WORK ITEM: The answer is every line in the data below that contains the word "FileSnapshotProvider".

(Stored data)
# # #
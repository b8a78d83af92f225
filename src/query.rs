//! Resource queries over a configuration snapshot.
//!
//! Listing mode enumerates one kind; detail mode renders the entry (or, for
//! deployments, entries) matching a name. Results are plain values and the
//! same request against the same snapshot always yields the same text.

mod detail;
mod kind;
mod outcome;
mod resolver;

pub use detail::{
    format_account, format_contract, format_contract_deployment, format_deployment,
    format_emulator, format_network,
};
pub use kind::{ResourceKind, UnknownKind};
pub use outcome::{usage_text, QueryOutcome};
pub use resolver::{resolve, resolve_kind};
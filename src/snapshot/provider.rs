//! Snapshot providers: the port the CLI uses to obtain a configuration snapshot.

use super::ConfigurationSnapshot;
use crate::error::SnapshotError;
use std::path::{Path, PathBuf};
use tracing::debug;

/// Source of configuration snapshots.
///
/// Implementations only read; the returned snapshot is owned by the caller.
pub trait SnapshotProvider: Send + Sync {
    /// Load a fresh snapshot
    fn load(&self) -> Result<ConfigurationSnapshot, SnapshotError>;

    /// Human-readable origin, used in log events
    fn describe(&self) -> String;
}

/// Loads a snapshot from a project file on disk (`.json` or `.toml`)
pub struct FileSnapshotProvider {
    path: PathBuf,
}

impl FileSnapshotProvider {
    pub fn new(path: impl Into<PathBuf>) -> Self {
        Self { path: path.into() }
    }

    pub fn path(&self) -> &Path {
        &self.path
    }

    fn parse(&self, content: &str) -> Result<ConfigurationSnapshot, SnapshotError> {
        let extension = self
            .path
            .extension()
            .and_then(|ext| ext.to_str())
            .map(|ext| ext.to_ascii_lowercase());

        match extension.as_deref() {
            Some("json") => serde_json::from_str(content).map_err(|e| SnapshotError::Parse {
                path: self.path.clone(),
                message: e.to_string(),
            }),
            Some("toml") => toml::from_str(content).map_err(|e| SnapshotError::Parse {
                path: self.path.clone(),
                message: e.to_string(),
            }),
            _ => Err(SnapshotError::UnsupportedFormat(self.path.clone())),
        }
    }
}

impl SnapshotProvider for FileSnapshotProvider {
    fn load(&self) -> Result<ConfigurationSnapshot, SnapshotError> {
        if !self.path.exists() {
            return Err(SnapshotError::NotFound(self.path.clone()));
        }
        let content = std::fs::read_to_string(&self.path)?;
        let snapshot = self.parse(&content)?;
        debug!(
            path = %self.path().display(),
            resources = snapshot.resource_count(),
            "Loaded configuration snapshot"
        );
        Ok(snapshot)
    }

    fn describe(&self) -> String {
        self.path().display().to_string()
    }
}

/// Hands out clones of a snapshot built in memory
pub struct InMemorySnapshotProvider {
    snapshot: ConfigurationSnapshot,
}

impl InMemorySnapshotProvider {
    pub fn new(snapshot: ConfigurationSnapshot) -> Self {
        Self { snapshot }
    }
}

impl SnapshotProvider for InMemorySnapshotProvider {
    fn load(&self) -> Result<ConfigurationSnapshot, SnapshotError> {
        Ok(self.snapshot.clone())
    }

    fn describe(&self) -> String {
        "in-memory".to_string()
    }
}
# # #
SOLUTION TO THE EXERCISE:
pub struct FileSnapshotProvider {
impl FileSnapshotProvider {
impl SnapshotProvider for FileSnapshotProvider {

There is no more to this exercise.